| Topic: |
DEVELOP > c-Plus-Plus |
| User: |
"Joe Hesse" |
| Date: |
13 Apr 2004 12:20:21 PM |
| Object: |
Exception Handling and Math Errors |
What do I have to do to the following program to catch the runtime error?
Many thanks,
Joe Hesse
------------------------------------------------
#include <iostream>
#include <stdexcept>
using namespace std;
void f()
{
int x = 1, y = 0, z;
z = x/y; // divide by zero
}
int main()
{
try
{
f(); // function has a runtime error
}
catch(const runtime_error &re)
{
cerr << re.what() << "\n";
}
catch(...)
{
cerr << "Caught ..." << "\n";
}
return 0;
}
------------------------------------------------
.
|
|
| User: "Alf P. Steinbach" |
|
| Title: Re: Exception Handling and Math Errors |
13 Apr 2004 01:01:34 PM |
|
|
* "Joe Hesse" <joe_hesse@actcx.com> schriebt:
What do I have to do to the following program to catch the runtime error?
AFAIK there's no fully platform-independent way to do that.
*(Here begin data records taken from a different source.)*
impl SessionManager {
    /// Creates a manager.
    pub fn new(config: SessionConfig, identity: IdentityPolicy) -> Self {
        Self {
            config,
            identity,
            sessions: DashMap::new(),
            tombstones: DashMap::new(),
            sweep_lock: Mutex::new(()),
            stats: SessionStats::default(),
        }
    }

    /// Returns the configuration.
    pub fn config(&self) -> &SessionConfig {
        &self.config
    }

    /// Returns the identity policy.
    pub fn identity_policy(&self) -> &IdentityPolicy {
        &self.identity
    }

    /// Creates and activates a session bound to `channel_id`.
    pub fn create_session(
        &self,
        channel_id: ChannelId,
        security: SecurityPair,
        name: &str,
        identity: &UserIdentity,
        requested_timeout: Duration,
    ) -> Result<CreatedSession, StatusCode> {
        let auth = match self.identity.authorize(identity) {
            Ok(auth) => auth,
            Err(status) => {
                self.stats.rejected_identity.fetch_add(1, Ordering::Relaxed);
                info!(
                    channel_id,
                    identity = %identity.label(),
                    status = %status,
                    "Session identity rejected"
                );
                return Err(status);
            }
        };

        if self.sessions.len() >= self.config.max_sessions {
            info!(
                max_sessions = self.config.max_sessions,
                "Session rejected: limit reached"
            );
            return Err(StatusCode::BAD_TOO_MANY_SESSIONS);
        }

        let revised_timeout = if requested_timeout.is_zero() {
            self.config.timeout
        } else {
            requested_timeout.min(self.config.timeout)
        };

        let session_id = SessionId::generate();
        let mut session = Session {
            name: name.to_string(),
            channel_id: Some(channel_id),
            identity: identity.clone(),
            auth,
            security,
            state: SessionState::Created,
            created_at: Utc::now(),
            last_activity: Instant::now(),
            timeout: revised_timeout,
        };
        info!(
            session_id = %session_id,
            channel_id,
            identity = %identity.label(),
            security = %security,
            "Session created"
        );

        session.state = SessionState::Active;
        self.sessions.insert(session_id.clone(), session);
        self.stats.created.fetch_add(1, Ordering::Relaxed);
        info!(
            session_id = %session_id,
            timeout_ms = revised_timeout.as_millis() as u64,
            "Session activated"
        );

        Ok(CreatedSession {
            session_id,
            revised_timeout,
        })
    }

    /// Re-binds an existing session to `channel_id`.
    ///
    /// The identity must be the one the session was created with.
    pub fn activate_session(
        &self,
        channel_id: ChannelId,
        session_id: &SessionId,
        identity: &UserIdentity,
    ) -> Result<(), StatusCode> {
        let now = Instant::now();
        let previous = {
            let Some(mut session) = self.sessions.get_mut(session_id) else {
                return Err(self.missing_status(session_id));
            };
            if session.is_idle(now) {
                drop(session);
                self.expire(session_id, now);
                return Err(StatusCode::BAD_SESSION_CLOSED);
            }
            if session.identity != *identity {
                return Err(StatusCode::BAD_IDENTITY_TOKEN_REJECTED);
            }
            session.last_activity = now;
            session.channel_id.replace(channel_id)
        };

        if previous != Some(channel_id) {
            self.stats.rebound.fetch_add(1, Ordering::Relaxed);
            info!(
                session_id = %session_id,
                channel_id,
                previous_channel = ?previous,
                "Session re-bound"
            );
        }
        Ok(())
    }

    /// Validates a request on `session_id` arriving over `channel_id` and
    /// records the activity.
    ///
    /// Returns the session's authorization context, valid until the session
    /// would go idle.
    pub fn begin_request(
        &self,
        session_id: &SessionId,
        channel_id: ChannelId,
    ) -> Result<AuthorizationContext, StatusCode> {
        let now = Instant::now();
        let Some(mut session) = self.sessions.get_mut(session_id) else {
            return Err(self.missing_status(session_id));
        };
        if session.is_idle(now) {
            drop(session);
            self.expire(session_id, now);
            return Err(StatusCode::BAD_SESSION_CLOSED);
        }
        if session.channel_id != Some(channel_id) {
            return Err(StatusCode::BAD_SECURE_CHANNEL_ID_INVALID);
        }
        session.last_activity = now;
        Ok(session
            .auth
            .clone()
            .valid_until((now + session.timeout).into_std()))
    }

    /// Closes a session bound to `channel_id`. Closing an already closed
    /// session succeeds.
    pub fn close_session(
        &self,
        session_id: &SessionId,
        channel_id: ChannelId,
    ) -> Result<(), StatusCode> {
        if let Some(session) = self.sessions.get(session_id) {
            if session.channel_id != Some(channel_id) {
                return Err(StatusCode::BAD_SECURE_CHANNEL_ID_INVALID);
            }
        }
        if self.end_session(session_id, CloseReason::Requested) {
            return Ok(());
        }
        if self.tombstones.contains_key(session_id) {
            debug!(session_id = %session_id, "Session already closed");
            return Ok(());
        }
        Err(StatusCode::BAD_SESSION_ID_INVALID)
    }

    /// Unbinds every session from a lost channel.
    ///
    /// The sessions stay active until they are re-bound or time out.
    pub fn detach_channel(&self, channel_id: ChannelId) -> usize {
        let mut detached = 0;
        for mut entry in self.sessions.iter_mut() {
            if entry.channel_id == Some(channel_id) {
                entry.channel_id = None;
                detached += 1;
                debug!(session_id = %entry.key(), channel_id, "Session detached from channel");
            }
        }
        detached
    }

    /// Closes every session.
    pub fn close_all(&self, reason: CloseReason) -> usize {
        let ids: Vec<SessionId> = self.sessions.iter().map(|e| e.key().clone()).collect();
        ids.iter()
            .filter(|id| self.end_session(id, reason))
            .count()
    }

    /// Expires idle sessions and forgets old tombstones.
    ///
    /// Returns the number of sessions that timed out.
    pub fn sweep(&self) -> usize {
        let _guard = self.sweep_lock.lock();
        let now = Instant::now();

        let idle: Vec<SessionId> = self
            .sessions
            .iter()
            .filter(|e| e.is_idle(now))
            .map(|e| e.key().clone())
            .collect();
        let expired = idle.iter().filter(|id| self.expire(id, now)).count();

        let retention = self.config.closed_retention;
        self.tombstones
            .retain(|_, t| now.saturating_duration_since(t.closed_at) < retention);

        if expired > 0 {
            debug!(expired, remaining = self.sessions.len(), "Session sweep finished");
        }
        expired
    }

    /// Runs [`sweep`](Self::sweep) every `sweep_interval` until shutdown.
    pub fn spawn_sweeper(self: &Arc<Self>, mut shutdown: broadcast::Receiver<()>) -> JoinHandle<()> {
        let manager = Arc::clone(self);
        tokio::spawn(async move {
            let mut ticker = tokio::time::interval(manager.config.sweep_interval);
            ticker.set_missed_tick_behavior(MissedTickBehavior::Delay);
            // The first tick completes immediately.
            ticker.tick().await;

            loop {
                tokio::select! {
                    _ = ticker.tick() => {
                        manager.sweep();
                    }
                    _ = shutdown.recv() => {
                        debug!("Session sweeper stopped");
                        break;
                    }
                }
            }
        })
    }

    /// Returns a view of one session.
    pub fn session(&self, session_id: &SessionId) -> Option<SessionInfo> {
        let now = Instant::now();
        self.sessions.get(session_id).map(|s| SessionInfo {
            session_id: session_id.clone(),
            name: s.name.clone(),
            channel_id: s.channel_id,
            identity: s.identity.label(),
            security: s.security,
            state: s.state,
            created_at: s.created_at,
            idle: now.saturating_duration_since(s.last_activity),
            timeout: s.timeout,
        })
    }

    /// Returns the number of open sessions.
    pub fn len(&self) -> usize {
        self.sessions.len()
    }

    /// Returns `true` if no session is open.
    pub fn is_empty(&self) -> bool {
        self.sessions.is_empty()
    }

    /// Returns the counters.
    pub fn stats(&self) -> SessionStatsSnapshot {
        self.stats.snapshot()
    }

    fn missing_status(&self, session_id: &SessionId) -> StatusCode {
        if self.tombstones.contains_key(session_id) {
            StatusCode::BAD_SESSION_CLOSED
        } else {
            StatusCode::BAD_SESSION_ID_INVALID
        }
    }

    /// Times out one session if it is still idle at `now`.
    fn expire(&self, session_id: &SessionId, now: Instant) -> bool {
        let Some((_, mut session)) = self.sessions.remove_if(session_id, |_, s| s.is_idle(now))
        else {
            return false;
        };
        session.state = SessionState::TimedOut;
        session.auth.revoke();
        info!(
            session_id = %session_id,
            idle_ms = now.saturating_duration_since(session.last_activity).as_millis() as u64,
            state = %session.state,
            "Session timed out"
        );
        session.state = SessionState::Closed;
        self.tombstones.insert(
            session_id.clone(),
            Tombstone {
                closed_at: now,
                reason: CloseReason::TimedOut,
            },
        );
        self.stats.timed_out.fetch_add(1, Ordering::Relaxed);
        true
    }

    fn end_session(&self, session_id: &SessionId, reason: CloseReason) -> bool {
        let Some((_, mut session)) = self.sessions.remove(session_id) else {
            return false;
        };
        session.state = SessionState::Closing;
        session.auth.revoke();
        session.state = SessionState::Closed;
        self.tombstones.insert(
            session_id.clone(),
            Tombstone {
                closed_at: Instant::now(),
                reason,
            },
        );
        self.stats.closed.fetch_add(1, Ordering::Relaxed);
        info!(
            session_id = %session_id,
            name = %session.name,
            reason = ?reason,
            "Session closed"
        );
        true
    }

    /// Returns why a remembered session ended.
    pub fn close_reason(&self, session_id: &SessionId) -> Option<CloseReason> {
        self.tombstones.get(session_id).map(|t| t.reason)
    }
}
One "nearly"
platform-independent way is to use a C SIGFPE signal (see 'signal') to set
a flag somewhere, which you can then check after the arithmetic. But in
practice this also involves platform-dependent code, so you might as well
go all the way in that direction -- just try to wrap it nicely up.
Note: you can use std::numeric_limits<double> to check what kind of support
your C++ implementation has for various floating point functionality.
--
A: Because it messes up the order in which people normally read text.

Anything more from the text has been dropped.